My reasoning so far is as follows: Let $E$ be a separable Banach space. Since ${\mathrm{id}:(E,\|\cdot\|)\longrightarrow(E,w)}$ is a continuous surjection and $(E,\|\cdot\|)$ is separable, so too is $(E,w)$. Since ${{}^{\ast\ast}:(E,w)\longrightarrow (E^{\ast\ast},w*)}$ is a bicontinuous bijection (ie an homeomorphism), it follows that $(E^{\ast\ast},w^{\ast})$ is w*-separable. By w*-density of $E^{\ast\ast}$ in $E^{\prime\prime}$ (Alaoglu's Theorem), one has that $E^{\prime\prime}$ is w*-separable.
Remark. The corollary that I need is, that the closed unit Ball $\bar{B}_{1}^{\prime\prime}\subseteq E^{\prime\prime}$ is w*-separable and w*-compact, and thus w*-Polish.
Question: is $E^{\prime\prime}$ indeed w*-separable? And is my corollary valid?

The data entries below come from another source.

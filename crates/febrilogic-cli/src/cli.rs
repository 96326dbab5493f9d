//! Command-line definitions.

use std::path::PathBuf;

use clap::{Args, Parser, Subcommand};

#[derive(Debug, Parser)]
#[command(name = "febrilogic", version, about = "Ranked probabilities for acute febrile illness")]
pub struct Cli {
    /// Config file (default: $FEBRILOGIC_CONFIG, then ./febrilogic.toml)
    #[arg(long, global = true, value_name = "PATH")]
    pub config: Option<PathBuf>,

    #[command(subcommand)]
    pub command: Command,
}

#[derive(Debug, Subcommand)]
pub enum Command {
    /// Diagnose one patient and print the result as JSON
    Diagnose(DiagnoseArgs),
    /// Evaluate top-k accuracy over a labelled cohort
    Evaluate(EvaluateArgs),
}

#[derive(Debug, Args)]
pub struct DiagnoseArgs {
    /// Positive symptom id; repeat for several
    #[arg(long = "symptom", value_name = "ID")]
    pub symptoms: Vec<String>,

    /// Disease the patient tested negative for; repeat for several
    #[arg(long = "negative", value_name = "DISEASE")]
    pub negative: Vec<String>,

    /// Observed biomarker value
    #[arg(long = "biomarker", value_name = "ID=VALUE", value_parser = parse_biomarker)]
    pub biomarkers: Vec<(String, f64)>,

    /// Candidates to report (default: ranking.top_k from config)
    #[arg(long, value_name = "K")]
    pub top_k: Option<usize>,
}

#[derive(Debug, Args)]
pub struct EvaluateArgs {
    /// Patient CSV with symptom flag columns and optional patient_id / label
    #[arg(long, value_name = "CSV")]
    pub patients: PathBuf,

    /// Biomarker CSV keyed by patient_id
    #[arg(long, value_name = "CSV")]
    pub biomarkers: PathBuf,

    /// Include every patient's outcome in the output
    #[arg(long)]
    pub details: bool,
}

fn parse_biomarker(s: &str) -> Result<(String, f64), String> {
    let (id, value) = s
        .split_once('=')
        .ok_or_else(|| format!("expected ID=VALUE, got '{s}'"))?;
    let id = id.trim();
    if id.is_empty() {
        return Err(format!("missing biomarker id in '{s}'"));
    }
    let value: f64 = value
        .trim()
        .parse()
        .map_err(|_| format!("'{}' is not a number", value.trim()))?;
    if !value.is_finite() {
        return Err(format!("'{}' is not a finite number", value));
    }
    Ok((id.to_string(), value))
}

#[cfg(test)]
mod tests {
    use super::*;
    use pretty_assertions::assert_eq;

    #[test]
    fn test_parse_biomarker() {
        assert_eq!(parse_biomarker("platelets=45").unwrap(), ("platelets".to_string(), 45.0));
        assert_eq!(parse_biomarker(" wbc = 3.2 ").unwrap(), ("wbc".to_string(), 3.2));
        assert!(parse_biomarker("platelets").is_err());
        assert!(parse_biomarker("=4").is_err());
        assert!(parse_biomarker("crp=high").is_err());
        assert!(parse_biomarker("crp=inf").is_err());
    }

    #[test]
    fn test_diagnose_arguments() {
        let cli = Cli::try_parse_from([
            "febrilogic",
            "--config",
            "custom.toml",
            "diagnose",
            "--symptom",
            "fever",
            "--symptom",
            "rash",
            "--negative",
            "Malaria",
            "--biomarker",
            "platelets=40",
            "--top-k",
            "2",
        ])
        .unwrap();

        assert_eq!(cli.config, Some(PathBuf::from("custom.toml")));
        let Command::Diagnose(args) = cli.command else {
            panic!("expected diagnose");
        };
        assert_eq!(args.symptoms, vec!["fever", "rash"]);
        assert_eq!(args.negative, vec!["Malaria"]);
        assert_eq!(args.biomarkers, vec![("platelets".to_string(), 40.0)]);
        assert_eq!(args.top_k, Some(2));
    }

    #[test]
    fn test_evaluate_requires_both_files() {
        assert!(Cli::try_parse_from(["febrilogic", "evaluate", "--patients", "p.csv"]).is_err());
        let cli = Cli::try_parse_from(["febrilogic", "evaluate", "--patients", "p.csv", "--biomarkers", "b.csv"]).unwrap();
        assert!(matches!(cli.command, Command::Evaluate(EvaluateArgs { details: false, .. })));
    }
}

You are correct that $E''$ is weak*-separable. However, your corollary does not follow: a separable compact space need not be metrizable, and thus need not be Polish. Indeed, your corollary is false. For instance, if $E=\ell^1$, then $E''=(\ell^\infty)'$ can be identified with the space of regular Borel complex measures $M(\beta\mathbb{N})$ on the Stone-Cech compactification $\beta\mathbb{N}$ of $\mathbb{N}$. Since $\beta\mathbb{N}$ has cardinality $2^{2^{\aleph_0}}$, so does $M(\beta\mathbb{N})$ (consider just the point measures), and thus so does the unit ball in $M(\beta\mathbb{N})$. A separable metric space has cardinality at most $2^{\aleph_0}$ (since every point is the limit of some sequence in the countable dense subset), so the unit ball cannot be weak*-metrizable.